Available data »
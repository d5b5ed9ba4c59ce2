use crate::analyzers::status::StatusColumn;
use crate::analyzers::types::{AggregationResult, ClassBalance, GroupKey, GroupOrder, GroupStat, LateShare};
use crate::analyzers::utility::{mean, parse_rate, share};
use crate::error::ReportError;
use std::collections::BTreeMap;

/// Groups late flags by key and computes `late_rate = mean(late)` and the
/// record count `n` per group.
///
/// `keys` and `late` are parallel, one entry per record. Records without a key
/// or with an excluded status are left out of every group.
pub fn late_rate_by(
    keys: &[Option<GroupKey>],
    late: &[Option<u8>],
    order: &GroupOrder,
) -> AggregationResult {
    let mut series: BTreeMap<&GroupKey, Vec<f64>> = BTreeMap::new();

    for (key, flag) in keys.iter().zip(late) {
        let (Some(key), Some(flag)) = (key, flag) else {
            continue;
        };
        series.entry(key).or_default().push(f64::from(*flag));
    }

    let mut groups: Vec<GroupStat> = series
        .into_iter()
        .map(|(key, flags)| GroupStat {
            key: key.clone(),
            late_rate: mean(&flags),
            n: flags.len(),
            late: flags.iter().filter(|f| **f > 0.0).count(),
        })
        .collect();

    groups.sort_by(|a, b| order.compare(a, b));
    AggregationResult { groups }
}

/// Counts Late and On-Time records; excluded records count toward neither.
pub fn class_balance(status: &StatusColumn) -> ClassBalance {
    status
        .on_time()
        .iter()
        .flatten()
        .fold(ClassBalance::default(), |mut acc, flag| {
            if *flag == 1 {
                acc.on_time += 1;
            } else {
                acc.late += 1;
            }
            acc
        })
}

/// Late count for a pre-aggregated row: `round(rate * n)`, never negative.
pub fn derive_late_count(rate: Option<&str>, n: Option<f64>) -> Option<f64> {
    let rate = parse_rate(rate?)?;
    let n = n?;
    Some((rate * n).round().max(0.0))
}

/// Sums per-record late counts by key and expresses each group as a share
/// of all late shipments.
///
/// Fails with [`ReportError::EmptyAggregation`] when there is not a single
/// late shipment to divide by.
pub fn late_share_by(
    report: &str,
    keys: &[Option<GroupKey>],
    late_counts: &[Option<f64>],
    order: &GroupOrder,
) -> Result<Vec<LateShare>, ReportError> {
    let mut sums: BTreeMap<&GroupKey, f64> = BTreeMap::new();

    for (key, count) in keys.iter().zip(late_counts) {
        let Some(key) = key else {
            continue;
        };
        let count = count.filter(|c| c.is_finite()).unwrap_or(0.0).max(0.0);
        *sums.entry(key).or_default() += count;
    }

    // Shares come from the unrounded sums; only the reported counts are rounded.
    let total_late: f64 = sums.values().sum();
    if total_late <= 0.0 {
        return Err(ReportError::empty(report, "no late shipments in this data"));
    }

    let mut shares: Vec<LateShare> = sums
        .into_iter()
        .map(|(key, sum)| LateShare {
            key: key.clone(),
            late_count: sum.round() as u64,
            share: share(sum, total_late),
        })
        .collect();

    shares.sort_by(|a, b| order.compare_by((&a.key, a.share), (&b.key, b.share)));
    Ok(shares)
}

==

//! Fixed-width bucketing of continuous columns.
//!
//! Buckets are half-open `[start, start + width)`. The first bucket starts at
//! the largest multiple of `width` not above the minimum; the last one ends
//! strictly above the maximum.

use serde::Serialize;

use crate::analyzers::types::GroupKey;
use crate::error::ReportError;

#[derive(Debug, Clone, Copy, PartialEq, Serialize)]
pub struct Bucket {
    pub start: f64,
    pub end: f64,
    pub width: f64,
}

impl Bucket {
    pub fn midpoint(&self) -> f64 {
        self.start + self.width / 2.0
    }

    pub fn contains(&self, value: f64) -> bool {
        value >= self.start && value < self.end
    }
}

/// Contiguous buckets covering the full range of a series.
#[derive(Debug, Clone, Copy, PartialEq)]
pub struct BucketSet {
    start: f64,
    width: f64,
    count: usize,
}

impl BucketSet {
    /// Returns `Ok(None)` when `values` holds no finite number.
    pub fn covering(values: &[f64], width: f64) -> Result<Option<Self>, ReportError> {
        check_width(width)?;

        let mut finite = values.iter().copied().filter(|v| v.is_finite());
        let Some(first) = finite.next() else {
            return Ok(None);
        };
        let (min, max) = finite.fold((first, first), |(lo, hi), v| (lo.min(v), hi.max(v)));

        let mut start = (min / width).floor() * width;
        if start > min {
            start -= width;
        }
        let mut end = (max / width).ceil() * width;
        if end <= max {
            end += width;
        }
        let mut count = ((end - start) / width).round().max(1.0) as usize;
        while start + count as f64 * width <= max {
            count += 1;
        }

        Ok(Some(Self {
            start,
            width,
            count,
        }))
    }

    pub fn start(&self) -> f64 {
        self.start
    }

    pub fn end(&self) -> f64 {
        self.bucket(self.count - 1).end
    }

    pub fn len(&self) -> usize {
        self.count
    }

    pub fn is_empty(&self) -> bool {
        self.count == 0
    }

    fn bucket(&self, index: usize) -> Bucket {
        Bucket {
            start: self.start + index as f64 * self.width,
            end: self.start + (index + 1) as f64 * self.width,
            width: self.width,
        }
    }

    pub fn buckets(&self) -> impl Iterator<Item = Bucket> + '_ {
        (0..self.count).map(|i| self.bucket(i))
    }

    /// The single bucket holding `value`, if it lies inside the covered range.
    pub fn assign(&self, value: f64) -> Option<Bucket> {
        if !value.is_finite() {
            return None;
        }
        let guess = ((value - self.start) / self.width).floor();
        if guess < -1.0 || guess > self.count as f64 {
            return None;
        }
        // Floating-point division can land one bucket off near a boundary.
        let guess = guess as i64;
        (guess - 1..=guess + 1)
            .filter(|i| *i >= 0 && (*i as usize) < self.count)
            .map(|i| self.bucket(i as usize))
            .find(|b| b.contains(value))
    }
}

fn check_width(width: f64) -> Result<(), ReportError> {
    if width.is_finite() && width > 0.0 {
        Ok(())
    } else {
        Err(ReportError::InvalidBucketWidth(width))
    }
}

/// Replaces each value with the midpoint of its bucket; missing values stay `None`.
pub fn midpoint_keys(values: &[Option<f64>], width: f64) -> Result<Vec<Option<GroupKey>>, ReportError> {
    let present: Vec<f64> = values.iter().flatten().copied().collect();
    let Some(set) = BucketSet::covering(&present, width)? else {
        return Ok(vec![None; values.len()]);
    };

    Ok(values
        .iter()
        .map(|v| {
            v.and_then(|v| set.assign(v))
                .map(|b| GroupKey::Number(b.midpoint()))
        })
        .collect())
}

Exercise objective » The response must contain each line above that holds the string "struct".

Worked solution »
pub struct Bucket {
pub struct BucketSet {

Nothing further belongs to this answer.